This work proposes a natural actor critic algorithm with batching for average-reward Markov Decision Processes, and for the first time weakens the existing strong ergodicity assumptions to the unichain assumption and still preserves the order-optimal regret.

优缺点分析

Strengths: This work studies average-reward Markov Decision Processes, an important problem, and makes a fundamental breakthrough in the regret analysis by reducing the existing strong ergodicity assumptions to the unichain assumption while still preserving the order-optimal regret. The non-trivial challenges of transient states are solved by their novel proof techniques, such as using the convergence rate of transition kernel running average (Lemma 2) and conditioning on high probability event of bounded stopping time (Theorem 2). The general proof outline looks reasonable (I did not check details). The presentation is in general very clear.

Weaknesses: A few points may need clarification or correction as shown in the questions below. This work could be stronger using experimental comparison with existing algorithms for average-reward MDPs.

问题

(1) Why are some actor-critic algorithms [26, 34, 14] and unichain settings [3, 20] excluded from Table 1? You could mention the properties of these works that do not fit the caption of Table 1, such as "model-free", "infinite-horizon" and "average-reward".

(2) At the beginning of Section 4.1, is bv(θ,z)b_v(\theta, z) defined in (14)? (16) defines bub_u with 3 inputs.

(3) Is the outer product defined as a×b=aba\times b=ab^{\top} or baba^{\top}? You could define in the paper to be more clear.

(4) In the proof of Lemma 2, should TθT_{\theta} be replaced with Tθ1T_{\theta}-1 since sTθSRθs_{T _ {\theta}}\in\mathcal{S} _ {\mathcal{R}}^{\theta}? Eθ\mathbb{E} _ {\theta} be conditioned on FTθ\mathcal{F} _ {T_{\theta}} based on strong Markov property?

局限性

Linear function approximation of critic is assumed, which could be extended to more general function approximation. Also, the conclusion section mentions future directions to extending this analysis to other useful settings such as constrained MDPs, multi-agent RL etc. These indicate the limitation that the current analysis only focuses on very basic setting.

最终评判理由

I just found every reviewers are satisfied with the authors' rebuttal. I would like to keep my current rating. Reviewer i9Td

格式问题

N/A

作者回复

We sincerely thank the reviewer for their thoughtful feedback and comments. Below we address the questions raised.

Response to Question 1: We agree that providing more context on the works both within and outside the table would help improve the clarity of our paper, which we will make sure to do. For the specific papers mentioned:

  • [26] Provides only local convergence, giving a bound on the norm of the policy gradient rather than the suboptimality in average reward relative to the optimal policy.

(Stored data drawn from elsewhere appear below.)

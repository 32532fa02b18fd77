//! Dependency discovery.
//!
//! Turns a project directory into the set of external packages it imports:
//!
//! - [`sources`] finds the Go files, skipping `vendor/`
//! - [`imports`] reads their import declarations
//! - [`matcher`] keeps the `host/org/repo` identifiers of external repositories

pub mod imports;
pub mod matcher;
pub mod sources;

pub use imports::{ParseError, collect_imports, parse_imports};
pub use matcher::{is_package_id, package_id, package_id_from_remote, package_ids};
pub use sources::source_files;
use anyhow::{Context, Result};
use std::path::{Path, PathBuf};
use walkdir::WalkDir;

use crate::config::VENDOR_DIR;
use crate::ui;

const SOURCE_EXTENSION: &str = "go";

/// Every Go source file under `root`, skipping `vendor/` directories at any depth.
pub fn source_files(root: &Path) -> Result<Vec<PathBuf>> {
    let mut files = Vec::new();

    let walker = WalkDir::new(root).into_iter().filter_entry(|entry| {
        let skip =
            entry.depth() > 0 && entry.file_type().is_dir() && entry.file_name() == VENDOR_DIR;
        if skip {
            ui::detail(format!("Skipping vendor folder: {}", entry.path().display()));
        }
        !skip
    });

    for entry in walker {
        let entry = entry.with_context(|| format!("Failed to scan {}", root.display()))?;
        if !entry.file_type().is_file() {
            continue;
        }
        let path = entry.path();
        if path.extension().is_some_and(|ext| ext == SOURCE_EXTENSION) {
            ui::detail(format!("File: {}", path.display()));
            files.push(path.to_path_buf());
        }
    }

    files.sort();
    Ok(files)
}

#[cfg(test)]
mod tests {
    use super::*;
    use std::fs;

    fn touch(root: &Path, rel: &str) {
        let path = root.join(rel);
        fs::create_dir_all(path.parent().unwrap()).unwrap();
        fs::write(path, "package x\n").unwrap();
    }

    #[test]
    fn test_vendor_is_skipped_at_any_depth() {
        let dir = tempfile::tempdir().unwrap();
        let root = dir.path();
        touch(root, "main.go");
        touch(root, "internal/util/util.go");
        touch(root, "README.md");
        touch(root, "vendor/example.com/org/lib/lib.go");
        touch(root, "internal/vendor/hidden.go");
        touch(root, "cmd/tool/vendor/deep/deeper.go");

        let files = source_files(root).unwrap();
        let rel: Vec<_> = files
            .iter()
            .map(|p| p.strip_prefix(root).unwrap().to_string_lossy().replace('\\', "/"))
            .collect();
        assert_eq!(rel, vec!["internal/util/util.go", "main.go"]);
    }

    #[test]
    fn test_root_named_vendor_is_still_scanned() {
        let dir = tempfile::tempdir().unwrap();
        let root = dir.path().join("vendor");
        touch(&root, "lib.go");
        assert_eq!(source_files(&root).unwrap().len(), 1);
    }

    #[test]
    fn test_missing_root_is_fatal() {
        let dir = tempfile::tempdir().unwrap();
        assert!(source_files(&dir.path().join("nope")).is_err());
    }
}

  • [34] Based on a model-based approach using a generative model, whereas our setting is entirely model-free.

  • [14] Does not provide a regret bound, but establishes a closely related global convergence guarantee. We will include it in the table for completeness. A regret bound may not follow directly from this result due to the use of varying trajectory lengths across iterations.

  • [3] This is already included in the table. If you are referring to the other unichain work [21], it is because the unichain result in this work assumes access to a simulator, unlike the other works listed in the table.

  • [20] Assumes access to exact gradients, which significantly simplifies the setup and enables the authors to obtain a logarithmic regret bound.

We will definitely expand details on these related works in the final version.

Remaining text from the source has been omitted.